_PROBLEM TO SOLVE_
Reproduce word for word, from the entries below, the line with "if u32_at(msg, offset + 32)", the line with "for field in", and every line between them, and nothing more.
*** EXTRACTED DATA Section Begins ***
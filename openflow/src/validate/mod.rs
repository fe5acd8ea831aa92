// SPDX-License-Identifier: Apache-2.0
// Copyright SoftFlow Authors

//! Inbound message validators.
//!
//! Every message first passes [`validate_header`]; a kind-specific
//! validator then enforces enum ranges, flag masks and the embedded
//! match / action / instruction regions. Validators never mutate and
//! return the dense [`ErrorKind`] that the error map resolves.

use tracing::debug;

use crate::actions::{validate_actions, validate_port_no};
use crate::buckets::BUCKET_HEADER_LEN;
use crate::consts::msg_type::*;
use crate::consts::multipart_type::*;
use crate::consts::{
    CONTROLLER_ROLE_MAX, FLOW_REMOVED_MASK_BITS, FLOW_REMOVED_REASON_MAX, FlowModFlags,
    GROUP_COMMAND_MAX, GROUP_TYPE_BITS, GROUP_TYPE_MAX, METER_BAND_MAX, MeterFlags,
    OFPC_FRAG_MASK, OFPFC_DELETE, OFPFC_DELETE_STRICT, OFPHET_VERSIONBITMAP, OFPMBT_EXPERIMENTER,
    OFPMPF_REQ_MORE, OFPMPF_REPLY_MORE, OFPQT_EXPERIMENTER, OFPQT_MAX_RATE, OFPQT_MIN_RATE,
    PACKET_IN_MASK_BITS, PACKET_IN_REASON_MAX, PORT_STATUS_MASK_BITS, PORT_STATUS_REASON_MAX,
    PortConfig, PortFeatures, PortState, METER_COMMAND_MAX,
};
use crate::consts::port_no::{OFPP_ANY, OFPP_LOCAL, OFPP_MAX};
use crate::error::ErrorKind;
use crate::instructions::validate_instructions;
use crate::oxm::validate::validate_oxms;
use crate::{OFP_HEADER_LEN, OFP_VERSION, pad_to_64};

/// Fixed sizes the validators compare against.
const SWITCH_CONFIG_LEN: usize = 12;
const SWITCH_FEATURES_LEN: usize = 32;
const PACKET_IN_MIN_LEN: usize = 32;
const FLOW_REMOVED_MIN_LEN: usize = 56;
const PORT_STATUS_LEN: usize = 80;
const PACKET_OUT_MIN_LEN: usize = 24;
const FLOW_MOD_MIN_LEN: usize = 56;
const GROUP_MOD_MIN_LEN: usize = 16;
const PORT_MOD_LEN: usize = 40;
const TABLE_MOD_LEN: usize = 16;
const METER_MOD_MIN_LEN: usize = 16;
const METER_BAND_HEADER_LEN: usize = 12;
const MULTIPART_HEADER_LEN: usize = 16;
const ROLE_LEN: usize = 24;
const ASYNC_CONFIG_LEN: usize = 32;
const QUEUE_GET_CONFIG_REQUEST_LEN: usize = 16;
const QUEUE_GET_CONFIG_REPLY_MIN_LEN: usize = 16;
const PACKET_QUEUE_HEADER_LEN: usize = 16;
const QUEUE_PROP_HEADER_LEN: usize = 8;
const QUEUE_PROP_RATE_LEN: usize = 16;
const PORT_LEN: usize = 64;
const ERROR_MSG_MIN_LEN: usize = 12;
const EXPERIMENTER_MIN_LEN: usize = 16;
const FLOW_STATS_REQUEST_LEN: usize = 40;
const PORT_STATS_REQUEST_LEN: usize = 8;
const QUEUE_STATS_REQUEST_LEN: usize = 8;
const GROUP_STATS_REQUEST_LEN: usize = 8;
const METER_STATS_REQUEST_LEN: usize = 8;
const EXPERIMENTER_MP_HEADER_LEN: usize = 8;
const FLOW_STATS_FIXED_LEN: usize = 48;
const TABLE_STATS_LEN: usize = 24;
const PORT_STATS_LEN: usize = 112;
const QUEUE_STATS_LEN: usize = 40;
const GROUP_STATS_HEADER_LEN: usize = 40;
const GROUP_DESC_HEADER_LEN: usize = 8;
const GROUP_FEATURES_LEN: usize = 40;
const METER_STATS_HEADER_LEN: usize = 40;
const METER_CONFIG_HEADER_LEN: usize = 8;
const AGGREGATE_STATS_REPLY_LEN: usize = 24;
const DESC_LEN: usize = 1056;

fn u8_at(msg: &[u8], offset: usize) -> u8 {
    msg[offset]
}

fn u16_at(msg: &[u8], offset: usize) -> u16 {
    u16::from_be_bytes([msg[offset], msg[offset + 1]])
}

fn u32_at(msg: &[u8], offset: usize) -> u32 {
    u32::from_be_bytes([msg[offset], msg[offset + 1], msg[offset + 2], msg[offset + 3]])
}

/// Header-level checks shared by every validator, in the original order.
pub fn validate_header(
    msg: &[u8],
    expected_type: u8,
    min_length: usize,
    max_length: usize,
) -> Result<(), ErrorKind> {
    if msg.len() < OFP_HEADER_LEN {
        return Err(ErrorKind::TooShortMessage);
    }
    if u8_at(msg, 0) != OFP_VERSION {
        return Err(ErrorKind::UnsupportedVersion);
    }
    let msg_type = u8_at(msg, 1);
    if msg_type > OFPT_MAX {
        return Err(ErrorKind::UndefinedType);
    }
    if msg_type != expected_type {
        return Err(ErrorKind::InvalidType);
    }
    let declared = u16_at(msg, 2) as usize;
    if declared > max_length {
        return Err(ErrorKind::TooLongMessage);
    }
    if declared < min_length {
        return Err(ErrorKind::TooShortMessage);
    }
    if declared < msg.len() {
        return Err(ErrorKind::TooLongMessage);
    }
    if declared > msg.len() {
        return Err(ErrorKind::TooShortMessage);
    }
    if msg.len() > max_length {
        return Err(ErrorKind::TooLongMessage);
    }
    Ok(())
}

/// Validate an embedded `ofp_match` at `offset`; returns the padded
/// region length.
fn validate_match_at(msg: &[u8], offset: usize) -> Result<usize, ErrorKind> {
    if msg.len() < offset + 4 {
        return Err(ErrorKind::InvalidLength);
    }
    let declared = u16_at(msg, offset + 2) as usize;
    if declared < 4 {
        return Err(ErrorKind::InvalidLength);
    }
    let padded = declared + pad_to_64(declared);
    if msg.len() < offset + padded {
        return Err(ErrorKind::InvalidLength);
    }
    validate_oxms(&msg[offset + 4..offset + declared])?;
    Ok(padded)
}

fn validate_hello_elem_versionbitmap(element: &[u8]) -> Result<(), ErrorKind> {
    let declared = u16_at(element, 2) as usize;
    if declared < 4 {
        return Err(ErrorKind::TooShortHelloElement);
    }
    let bitmaps_length = declared - 4;
    if bitmaps_length % 4 != 0 {
        return Err(ErrorKind::InvalidHelloElementLength);
    }
    if bitmaps_length > 0 {
        // Version negotiation is not implemented; the peer must offer 1.3.
        let bitmap = u32_at(element, 4);
        if bitmap & (1 << u32::from(OFP_VERSION)) == 0 {
            return Err(ErrorKind::UnsupportedVersion);
        }
    }
    Ok(())
}

pub fn validate_hello(msg: &[u8]) -> Result<(), ErrorKind> {
    validate_header(msg, OFPT_HELLO, OFP_HEADER_LEN, u16::MAX as usize)?;

    let elements = &msg[OFP_HEADER_LEN..];
    if !elements.is_empty() && elements.len() < 4 {
        return Err(ErrorKind::InvalidLength);
    }

    let mut version_bitmap_found = false;
    let mut offset = 0usize;
    while offset < elements.len() {
        if elements.len() < offset + 4 {
            return Err(ErrorKind::TooShortHelloElement);
        }
        let element = &elements[offset..];
        let elem_type = u16_at(element, 0);
        let elem_len = u16_at(element, 2) as usize;
        if elem_len < 4 || element.len() < elem_len {
            return Err(ErrorKind::TooShortHelloElement);
        }
        match elem_type {
            OFPHET_VERSIONBITMAP => {
                validate_hello_elem_versionbitmap(element)?;
                version_bitmap_found = true;
            }
            _ => return Err(ErrorKind::UndefinedHelloElementType),
        }
        offset += elem_len + pad_to_64(elem_len);
    }

    if !version_bitmap_found && u8_at(msg, 0) != OFP_VERSION {
        return Err(ErrorKind::UnsupportedVersion);
    }
    Ok(())
}

pub fn validate_error(msg: &[u8]) -> Result<(), ErrorKind> {
    validate_header(msg, OFPT_ERROR, ERROR_MSG_MIN_LEN, u16::MAX as usize)
}

pub fn validate_echo_request(msg: &[u8]) -> Result<(), ErrorKind> {
    validate_header(msg, OFPT_ECHO_REQUEST, OFP_HEADER_LEN, u16::MAX as usize)
}

pub fn validate_echo_reply(msg: &[u8]) -> Result<(), ErrorKind> {
    validate_header(msg, OFPT_ECHO_REPLY, OFP_HEADER_LEN, u16::MAX as usize)
}

pub fn validate_experimenter(msg: &[u8]) -> Result<(), ErrorKind> {
    validate_header(msg, OFPT_EXPERIMENTER, EXPERIMENTER_MIN_LEN, u16::MAX as usize)
}

pub fn validate_features_request(msg: &[u8]) -> Result<(), ErrorKind> {
    validate_header(msg, OFPT_FEATURES_REQUEST, OFP_HEADER_LEN, OFP_HEADER_LEN)
}

fn validate_port_at(msg: &[u8], offset: usize) -> Result<(), ErrorKind> {
    validate_port_no(u32_at(msg, offset))?;
    if u32_at(msg, offset + 32) & !PortConfig::all().bits() != 0 {
        return Err(ErrorKind::InvalidPortConfig);
    }
    if u32_at(msg, offset + 36) & !PortState::all().bits() != 0 {
        return Err(ErrorKind::InvalidPortState);
    }
    for field in [40, 44, 48, 52] {
        if u32_at(msg, offset + field) & !PortFeatures::all().bits() != 0 {
            return Err(ErrorKind::InvalidPortFeatures);
        }
    }
    Ok(())
}

pub fn validate_features_reply(msg: &[u8]) -> Result<(), ErrorKind> {
    validate_header(msg, OFPT_FEATURES_REPLY, SWITCH_FEATURES_LEN, u16::MAX as usize)?;
    if u8_at(msg, 20) == 0 {
        return Err(ErrorKind::NoTableAvailable);
    }
    Ok(())
}

pub fn validate_get_config_request(msg: &[u8]) -> Result<(), ErrorKind> {
    validate_header(msg, OFPT_GET_CONFIG_REQUEST, OFP_HEADER_LEN, OFP_HEADER_LEN)
}

fn validate_switch_config(msg: &[u8], expected_type: u8) -> Result<(), ErrorKind> {
    validate_header(msg, expected_type, SWITCH_CONFIG_LEN, SWITCH_CONFIG_LEN)?;
    if u16_at(msg, 8) > OFPC_FRAG_MASK {
        return Err(ErrorKind::InvalidSwitchConfig);
    }
    Ok(())
}

pub fn validate_get_config_reply(msg: &[u8]) -> Result<(), ErrorKind> {
    validate_switch_config(msg, OFPT_GET_CONFIG_REPLY)
}

pub fn validate_set_config(msg: &[u8]) -> Result<(), ErrorKind> {
    validate_switch_config(msg, OFPT_SET_CONFIG)
}

pub fn validate_packet_in(msg: &[u8]) -> Result<(), ErrorKind> {
    validate_header(msg, OFPT_PACKET_IN, PACKET_IN_MIN_LEN, u16::MAX as usize)?;
    if u8_at(msg, 14) > PACKET_IN_REASON_MAX {
        return Err(ErrorKind::InvalidPacketInReason);
    }
    validate_match_at(msg, 24)?;
    Ok(())
}

pub fn validate_flow_removed(msg: &[u8]) -> Result<(), ErrorKind> {
    validate_header(msg, OFPT_FLOW_REMOVED, FLOW_REMOVED_MIN_LEN, u16::MAX as usize)?;
    if u8_at(msg, 18) > FLOW_REMOVED_REASON_MAX {
        return Err(ErrorKind::InvalidFlowRemovedReason);
    }
    validate_match_at(msg, 48)?;
    Ok(())
}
*** EXTRACTED DATA Section Ends ***
_ANSWER TO THIS PROBLEM_
    if u32_at(msg, offset + 32) & !PortConfig::all().bits() != 0 {
        return Err(ErrorKind::InvalidPortConfig);
    }
    if u32_at(msg, offset + 36) & !PortState::all().bits() != 0 {
        return Err(ErrorKind::InvalidPortState);
    }
    for field in [40, 44, 48, 52] {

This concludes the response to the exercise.